You can use WITH clause to have two sub-queries in one query.
Your query would be,
start me = node({me}), like=node{{like}} match me-[r:LIKES]->t set
r.preferred = false where r.preferred = true
WITH me, like
match me-[r:LIKES]->t set r.preferred = true
Hope this helps.
Thanks,
Abdul
On Mon, Oct 15, 2012 at 2:26 PM, Wujek Srujek <wujek.sru...@gmail.com>wrote:
> Hi. I have the following structure:
> NodeA has relationships to multiple NodeB; the relationships have a
> property called 'preferred', which takes boolean values. I need to be able
> to atomically change the preferred NodeB. I am doing this with Cypher on
> version 1.8.
> What I have now is two queries which look like this:
> // reset the currently preferred, if any
> start me = node({me}) match me-[r:LIKES]->t set r.preferred = false where
> r.preferred = true // this might result in no relationships changed, that's
> Ok - no preference yet
> // set the new preferred
> start me = node({me}), t = node({t}) match me-[r:LIKES]->t set r.preferred
> = true
> (Parameters 'me' and 't' are Nodes that I already have and don't have to
> look up.)
> This will be done in a single transaction so that it is atomic. However, I
> have a couple of questions:
> 1. Is it possible to do such a thing in a single query? Is this practical?
> Is it better to issue 2 simpler queries than 1 complex?
> 2. I would like to learn if the second query actually changed any
> relationship. This is for error checking - node 't' in the second query
> might not be related to 'me' at all, in which case the query would change 0
> relationships. I think the easiest way for me would be to check the count
> of changed relationships if I could return that, and if it is 0, node 't'
> was unrelated to 'me'. How can I express this in Cypher?

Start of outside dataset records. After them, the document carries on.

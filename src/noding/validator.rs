use geo_types::Coord;

use super::intersection_adder::find_intersections;
use super::NodedSegmentString;
use crate::error::{NodingError, Result};

/// Checks that a set of segment strings is fully noded: strings may meet
/// only at vertices of every segment involved.
pub struct NodingValidator<'a, D> {
    strings: &'a [NodedSegmentString<D>],
}

impl<'a, D> NodingValidator<'a, D> {
    pub fn new(strings: &'a [NodedSegmentString<D>]) -> Self {
        Self { strings }
    }

    /// Fails at the first point where a segment is touched or crossed
    /// away from its own endpoints, or overlapped collinearly.
    pub fn check_valid(&self) -> Result<()> {
        let coords: Vec<&[Coord<f64>]> = self.strings.iter().map(|s| s.coords()).collect();
        let adder = find_intersections(&coords);

        let mut bad: Option<Coord<f64>> = None;
        for ev in &adder.events {
            let seg = coords[ev.string];
            if ev.coord != seg[ev.segment] && ev.coord != seg[ev.segment + 1] {
                // Lowest point first, so the reported location does not
                // depend on event order.
                bad = match bad {
                    Some(b) if (b.x, b.y) <= (ev.coord.x, ev.coord.y) => Some(b),
                    _ => Some(ev.coord),
                };
            }
        }

        match bad {
            Some(p) => {
                log::debug!("noding is invalid at {:?}", p);
                Err(NodingError::InvalidNoding { x: p.x, y: p.y })
            }
            None => Ok(()),
        }
    }

    pub fn is_valid(&self) -> bool {
        self.check_valid().is_ok()
    }
}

On Mon, Oct 15, 2012 at 10:56 AM, Wujek Srujek <wujek.sru...@gmail.com>wrote:
> 2. I would like to learn if the second query actually changed any
> relationship. This is for error checking - node 't' in the second query
> might not be related to 'me' at all, in which case the query would change 0
> relationships. I think the easiest way for me would be to check the count
> of changed relationships if I could return that, and if it is 0, node 't'
> was unrelated to 'me'. How can I express this in Cypher?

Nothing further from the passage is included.